┌──

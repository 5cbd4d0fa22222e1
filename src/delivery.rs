//! Outbound delivery queue.
//!
//! An unbounded FIFO drained by one sender task on the tokio runtime.
//! `DeliverySender::enqueue` is a plain synchronous call, so the dispatch
//! thread hands envelopes over without touching the runtime. The blocking
//! HTTP call runs on the blocking pool, never on a runtime worker.
//!
//! Delivery is at-most-once: failures are logged and dropped, nothing is
//! retried or re-queued.

use std::sync::atomic::{AtomicU64, Ordering};
use std::sync::Arc;
use std::time::Duration;

use tokio::sync::{mpsc, watch};
use tokio::task::JoinHandle;

use crate::envelope::ResultEnvelope;
use crate::error::{BridgeError, Result};

/// Upper bound on one idle wait, so the sender notices shutdown promptly.
pub const IDLE_WAIT: Duration = Duration::from_millis(500);
pub const DEFAULT_SEND_TIMEOUT: Duration = Duration::from_secs(30);

/// One queued send.
#[derive(Clone, Debug)]
pub struct Delivery {
    pub url: String,
    pub envelope: ResultEnvelope,
}

/// Network collaborator performing the actual POST.
pub trait Collector: Send + Sync + 'static {
    fn post(&self, url: &str, body: &[u8]) -> Result<()>;
}

/// `ureq`-backed JSON POST.
pub struct HttpCollector {
    agent: ureq::Agent,
}

impl HttpCollector {
    pub fn new(timeout: Duration) -> Self {
        let agent = ureq::AgentBuilder::new().timeout(timeout).build();
        Self { agent }
    }
}

impl Default for HttpCollector {
    fn default() -> Self {
        Self::new(DEFAULT_SEND_TIMEOUT)
    }
}

impl Collector for HttpCollector {
    fn post(&self, url: &str, body: &[u8]) -> Result<()> {
        let failure = |reason: String| BridgeError::DeliveryFailure {
            url: url.to_string(),
            reason,
        };
        let response = self
            .agent
            .post(url)
            .set("Content-Type", "application/json")
            .send_bytes(body)
            .map_err(|e| match e {
                ureq::Error::Status(code, _) => failure(format!("collector answered {code}")),
                ureq::Error::Transport(t) => failure(t.to_string()),
            })?;
        let status = response.status();
        if !(200..300).contains(&status) {
            return Err(failure(format!("collector answered {status}")));
        }
        Ok(())
    }
}

/// Counters for the sender task.
#[derive(Debug, Default)]
pub struct DeliveryStats {
    delivered: AtomicU64,
    failed: AtomicU64,
}

impl DeliveryStats {
    pub fn delivered(&self) -> u64 {
        self.delivered.load(Ordering::Relaxed)
    }

    pub fn failed(&self) -> u64 {
        self.failed.load(Ordering::Relaxed)
    }
}

/// Thread-safe handle for enqueueing from any context.
#[derive(Clone, Debug)]
pub struct DeliverySender {
    tx: mpsc::UnboundedSender<Delivery>,
}

impl DeliverySender {
    pub fn enqueue(&self, delivery: Delivery) -> Result<()> {
        let url = delivery.url.clone();
        self.tx.send(delivery).map_err(|_| BridgeError::DeliveryFailure {
            url,
            reason: "delivery queue is closed".to_string(),
        })
    }
}

/// The queue and its sender task.
pub struct DeliveryQueue {
    sender: DeliverySender,
    stop: watch::Sender<bool>,
    stats: Arc<DeliveryStats>,
    task: JoinHandle<()>,
}

impl DeliveryQueue {
    /// Spawn the sender task. Must be called from within a tokio runtime.
    pub fn start(collector: Arc<dyn Collector>) -> Self {
        let (tx, rx) = mpsc::unbounded_channel();
        let (stop, stop_rx) = watch::channel(false);
        let stats = Arc::new(DeliveryStats::default());
        let task = tokio::spawn(run_sender(rx, stop_rx, collector, stats.clone()));
        log::info!("delivery queue started");
        Self {
            sender: DeliverySender { tx },
            stop,
            stats,
            task,
        }
    }

    pub fn sender(&self) -> DeliverySender {
        self.sender.clone()
    }

    pub fn stats(&self) -> Arc<DeliveryStats> {
        self.stats.clone()
    }

    /// Cancel the idle wait and let an in-flight send finish. Queued items
    /// that were never dequeued are dropped.
    pub async fn stop(self) {
        let _ = self.stop.send(true);
        if let Err(err) = self.task.await {
            log::error!("delivery sender task failed: {}", err);
        }
        log::info!(
            "delivery queue stopped (delivered={}, failed={})",
            self.stats.delivered(),
            self.stats.failed()
        );
    }
}

async fn run_sender(
    mut rx: mpsc::UnboundedReceiver<Delivery>,
    mut stop: watch::Receiver<bool>,
    collector: Arc<dyn Collector>,
    stats: Arc<DeliveryStats>,
) {
    loop {
        if *stop.borrow() {
            break;
        }
        let next = tokio::select! {
            _ = stop.changed() => break,
            next = tokio::time::timeout(IDLE_WAIT, rx.recv()) => next,
        };
        let delivery = match next {
            Err(_) => continue,
            Ok(None) => break,
            Ok(Some(delivery)) => delivery,
        };
        send_one(delivery, &collector, &stats).await;
    }
}

async fn send_one(delivery: Delivery, collector: &Arc<dyn Collector>, stats: &DeliveryStats) {
    let Delivery { url, envelope } = delivery;
    let body = match envelope.to_json() {
        Ok(body) => body,
        Err(err) => {
            stats.failed.fetch_add(1, Ordering::Relaxed);
            log::error!("envelope serialization failed: {}", err);
            return;
        }
    };

    let collector = collector.clone();
    let target = url.clone();
    let outcome = tokio::task::spawn_blocking(move || collector.post(&target, &body)).await;
    match outcome {
        Ok(Ok(())) => {
            stats.delivered.fetch_add(1, Ordering::Relaxed);
            log::info!(
                "detection delivered to {} ({} boxes, ts={})",
                url,
                envelope.rois_rects.len(),
                envelope.timestamp
            );
        }
        Ok(Err(err)) => {
            stats.failed.fetch_add(1, Ordering::Relaxed);
            log::warn!("{}", err);
        }
        Err(err) => {
            stats.failed.fetch_add(1, Ordering::Relaxed);
            log::error!("delivery worker for {} panicked: {}", url, err);
        }
    }
}

#[cfg(test)]
mod tests {
    use super::*;
    use std::sync::atomic::AtomicBool;
    use std::sync::Mutex;
    use std::time::Instant;

    use crate::roi::BoundingBox;

    #[derive(Default)]
    struct RecordingCollector {
        slow_first: bool,
        fail_first: bool,
        started: AtomicBool,
        seen: Mutex<Vec<u64>>,
    }

    impl Collector for RecordingCollector {
        fn post(&self, url: &str, body: &[u8]) -> Result<()> {
            let first = !self.started.swap(true, Ordering::SeqCst);
            if first && self.slow_first {
                std::thread::sleep(Duration::from_millis(200));
            }
            let value: serde_json::Value = serde_json::from_slice(body).unwrap();
            self.seen
                .lock()
                .unwrap()
                .push(value["timestamp"].as_u64().unwrap());
            if first && self.fail_first {
                return Err(BridgeError::DeliveryFailure {
                    url: url.to_string(),
                    reason: "connection refused".to_string(),
                });
            }
            Ok(())
        }
    }

    fn delivery(ts: u64) -> Delivery {
        Delivery {
            url: "http://collector.test/events".to_string(),
            envelope: ResultEnvelope::new(51000, String::new(), ts, &[BoundingBox::new(0, 0, 1, 1)]),
        }
    }

    async fn wait_for(collector: &RecordingCollector, count: usize) {
        let deadline = Instant::now() + Duration::from_secs(5);
        while collector.seen.lock().unwrap().len() < count {
            assert!(Instant::now() < deadline, "timed out waiting for deliveries");
            tokio::time::sleep(Duration::from_millis(10)).await;
        }
    }

    #[tokio::test(flavor = "multi_thread", worker_threads = 2)]
    async fn preserves_order_of_cross_thread_enqueues() {
        let collector = Arc::new(RecordingCollector {
            slow_first: true,
            ..Default::default()
        });
        let queue = DeliveryQueue::start(collector.clone());
        let sender = queue.sender();

        sender.enqueue(delivery(4)).unwrap();
        while !collector.started.load(Ordering::SeqCst) {
            tokio::time::sleep(Duration::from_millis(5)).await;
        }

        let worker_sender = sender.clone();
        std::thread::spawn(move || {
            for ts in 1..=3 {
                worker_sender.enqueue(delivery(ts)).unwrap();
            }
        })
        .join()
        .unwrap();

        wait_for(&collector, 4).await;
        assert_eq!(*collector.seen.lock().unwrap(), vec![4, 1, 2, 3]);
        assert_eq!(queue.stats().delivered(), 4);
        queue.stop().await;
    }

    #[tokio::test]
    async fn failure_is_dropped_not_retried() {
        let collector = Arc::new(RecordingCollector {
            fail_first: true,
            ..Default::default()
        });
        let queue = DeliveryQueue::start(collector.clone());
        queue.sender().enqueue(delivery(1)).unwrap();
        queue.sender().enqueue(delivery(2)).unwrap();

        wait_for(&collector, 2).await;
        let stats = queue.stats();
        queue.stop().await;

        assert_eq!(*collector.seen.lock().unwrap(), vec![1, 2]);
        assert_eq!(stats.failed(), 1);
        assert_eq!(stats.delivered(), 1);
    }

    /// Accept one connection, record the request, answer with `status_line`.
    fn one_shot_collector(status_line: &'static str) -> (String, std::thread::JoinHandle<String>) {
        use std::io::{Read, Write};

        let listener = std::net::TcpListener::bind("127.0.0.1:0").unwrap();
        let addr = listener.local_addr().unwrap();
        let join = std::thread::spawn(move || {
            let (mut stream, _) = listener.accept().unwrap();
            let mut data = Vec::new();
            let mut buf = [0u8; 1024];
            loop {
                let n = stream.read(&mut buf).unwrap();
                data.extend_from_slice(&buf[..n]);
                let text = String::from_utf8_lossy(&data).to_string();
                if let Some((head, body)) = text.split_once("\r\n\r\n") {
                    let length = head
                        .lines()
                        .find_map(|l| {
                            let (k, v) = l.split_once(':')?;
                            k.eq_ignore_ascii_case("content-length")
                                .then(|| v.trim().parse::<usize>().ok())?
                        })
                        .unwrap_or(0);
                    if body.len() >= length {
                        break;
                    }
                }
                if n == 0 {
                    break;
                }
            }
            write!(
                stream,
                "{status_line}\r\nContent-Length: 0\r\nConnection: close\r\n\r\n"
            )
            .unwrap();
            String::from_utf8_lossy(&data).to_string()
        });
        (format!("http://{addr}/events"), join)
    }

    #[test]
    fn http_collector_accepts_success_statuses() {
        for status_line in ["HTTP/1.1 200 OK", "HTTP/1.1 204 No Content"] {
            let (url, server) = one_shot_collector(status_line);
            let collector = HttpCollector::new(Duration::from_secs(5));
            collector.post(&url, br#"{"timestamp":7}"#).unwrap();

            let request = server.join().unwrap();
            assert!(request.starts_with("POST /events "), "{request}");
            assert!(request.to_ascii_lowercase().contains("content-type: application/json"));
            assert!(request.ends_with(r#"{"timestamp":7}"#));
        }
    }

    #[test]
    fn http_collector_reports_error_statuses() {
        let (url, server) = one_shot_collector("HTTP/1.1 500 Internal Server Error");
        let collector = HttpCollector::new(Duration::from_secs(5));
        let err = collector.post(&url, b"{}").unwrap_err();
        server.join().unwrap();

        match err {
            BridgeError::DeliveryFailure { url: failed, reason } => {
                assert_eq!(failed, url);
                assert!(reason.contains("500"), "{reason}");
            }
            other => panic!("unexpected error: {other}"),
        }
    }

    #[test]
    fn http_collector_reports_transport_errors() {
        let listener = std::net::TcpListener::bind("127.0.0.1:0").unwrap();
        let url = format!("http://{}/events", listener.local_addr().unwrap());
        drop(listener);

        let collector = HttpCollector::new(Duration::from_secs(5));
        let err = collector.post(&url, b"{}").unwrap_err();
        assert!(matches!(err, BridgeError::DeliveryFailure { .. }));
    }

    #[tokio::test]
    async fn stop_returns_promptly_when_idle() {
        let queue = DeliveryQueue::start(Arc::new(RecordingCollector::default()));
        let sender = queue.sender();
        let started = Instant::now();
        queue.stop().await;
        assert!(started.elapsed() < IDLE_WAIT);
        assert!(sender.enqueue(delivery(9)).is_err());
    }
}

└──

=== TASK PROMPT ===
Gather each line from the entries above that includes the word "RecordingCollector".

=== RESULT OF THE EXERCISE ===
    struct RecordingCollector {
    impl Collector for RecordingCollector {
    async fn wait_for(collector: &RecordingCollector, count: usize) {
        let collector = Arc::new(RecordingCollector {
        let collector = Arc::new(RecordingCollector {
        let queue = DeliveryQueue::start(Arc::new(RecordingCollector::default()));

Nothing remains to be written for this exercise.